For this research, accessibility is defined as the ability to experience arts education and interpret meaning from the piece. On October 9th, we spoke with Oscillations’ Co-Founders Ilya Fomin and Danielle Perszyk. We raised the question of how this virtual reality performance can be accessed to bring meaningful impact to a specific audience, but the creators struggled to identify its target consumers.

We met with Northwestern University Performance Studies Librarian Greg MacAyeal, who lead us toward resources for background research. The following consisted of a deep background check into accessibility of art. Who were the people lacking accessibility? Why was accessibility even important?

An article by the National Endowment of Art from 2012 notes that engagement in a performance program improved social competence, especially to children from lower socioeconomic status families. Young people with intensive arts experiences also demonstrate higher levels of volunteering and civic engagement, from their experiences of being in shared spaces while performing same activities. The NEA argues that art education is not only important but crucial to developing a sense of community for elementary school students between 4th and 6th grades.

By focusing on arts education, we were able to establish potential audience segments for Oscillations to target. The three groups, “The Art Enthusiast,” “The Elementary Student,” and “The Tech Fan” were potential segments we created based on information of who attends performances. We ultimately decided to focus on the elementary student because of the proven potential of children to learn through art.

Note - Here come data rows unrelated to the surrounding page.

//! Health monitor for a voteflow service, allowing external supervisors to
//! check it is online. Returns HTTP 200 to any request on
//! `{hostname}:{port}/health`.

use anyhow::Context;
use tokio::{
	io::{AsyncReadExt, AsyncWriteExt},
	net::TcpListener,
};

use crate::{settings, shutdown::ShutdownSignal};

pub struct HealthChecker {
	listener: TcpListener,
}

// Split into new and run so the listener is known to be bound before the
// caller proceeds.
impl HealthChecker {
	pub async fn new(health_check_settings: &settings::HealthCheck) -> anyhow::Result<Self> {
		let bind_address =
			format!("{}:{}", health_check_settings.hostname, health_check_settings.port);
		tracing::info!(%bind_address, "starting health checker");

		Ok(Self {
			listener: TcpListener::bind(&bind_address)
				.await
				.with_context(|| format!("Could not bind TCP listener to {bind_address}"))?,
		})
	}

	pub async fn run(self, mut shutdown: ShutdownSignal) -> anyhow::Result<()> {
		loop {
			tokio::select! {
				() = shutdown.wait() => return Ok(()),
				accepted = self.listener.accept() => match accepted {
					Ok((mut stream, _address)) => {
						let mut buffer = [0; 1024];
						let read = stream
							.read(&mut buffer)
							.await
							.context("Couldn't read stream into buffer")?;

						let request = String::from_utf8_lossy(&buffer[..read]);
						let path = request
							.lines()
							.next()
							.and_then(|request_line| request_line.split(' ').nth(1));

						if path == Some("/health") {
							stream
								.write_all(b"HTTP/1.1 200 OK\r\n\r\n")
								.await
								.context("Could not write to health check stream")?;
							stream
								.flush()
								.await
								.context("Could not flush health check TCP stream")?;
						} else {
							tracing::warn!(?path, "requested health at invalid path");
						}
					},
					Err(error) => {
						tracing::error!(%error, "could not open health check TCP stream");
					},
				},
			}
		}
	}
}

#[cfg(test)]
mod tests {
	use super::*;
	use crate::shutdown::ShutdownHandle;
	use tokio::io::{AsyncReadExt, AsyncWriteExt};

	#[tokio::test]
	async fn health_check_responds_200_on_the_health_path() {
		let settings =
			settings::HealthCheck { hostname: "127.0.0.1".to_string(), port: 0 };
		let checker = HealthChecker::new(&settings).await.unwrap();
		let address = checker.listener.local_addr().unwrap();

		let (handle, signal) = ShutdownHandle::new();
		tokio::spawn(checker.run(signal));

		let mut stream = tokio::net::TcpStream::connect(address).await.unwrap();
		stream.write_all(b"GET /health HTTP/1.1\r\n\r\n").await.unwrap();
		let mut response = vec![0; 64];
		let read = stream.read(&mut response).await.unwrap();
		assert!(String::from_utf8_lossy(&response[..read]).starts_with("HTTP/1.1 200 OK"));

		handle.signal();
	}
}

Young people with intensive arts experiences demonstrate higher levels of volunteering and civic engagement. According to a 2012 NEA study, young people of low socioeconomic status who engaged in the arts had better grades in school and had higher rates of college enrollment. Students who engaged in dance programs were related to improvements in social competence (pro-social behavior and cooperation) especially for children from lower-SES families.

Access to early arts education is often limited by (1) distance to venues, (2) affordability of performance and (3) availability of shows. Oscillations provides an experience that allow users to interact with the performance happening before their eyes. This tool can overcome obstacles limiting accessibility of performing arts in classrooms. An early age virtual reality experience will expose young people to a new form of technology and art, provoking a similar response to receiving arts education in a traditional classroom setting.

In user-centered design, “affordances” refer to the benefits that extend beyond the core deliverable of a product. A 2011 study found establishes the psychodynamic approach, a framing tool for cognitive growth. The framework means the brain expands its creativity because “tension between conscious reality and subconscious drives.” Oscillations is both a conscious and subconscious experience, testing the expectations of the user with their awareness. As a student’s mind explores their reality, a new form of understanding is formed, “giving tolerance for ambiguity…and mental freedom to find problems,” according to the study. Oscillations is not only entertaining, but also engaging for the mind.

“I can’t imagine that buying a headset would be less expensive to send the student to a show,” said Northwestern University Computer Science Professor Eleanor O’Rourke. “You have a hammer without a nail.”

O’Rourke added that competitive options exist in the market for giving elementary students access to art, and should be a major consideration for Oscillations. In-classroom movies, in-theatre performances, student theatre performances, children’s education mobile apps and museum visits are alternatives with specific ramifications.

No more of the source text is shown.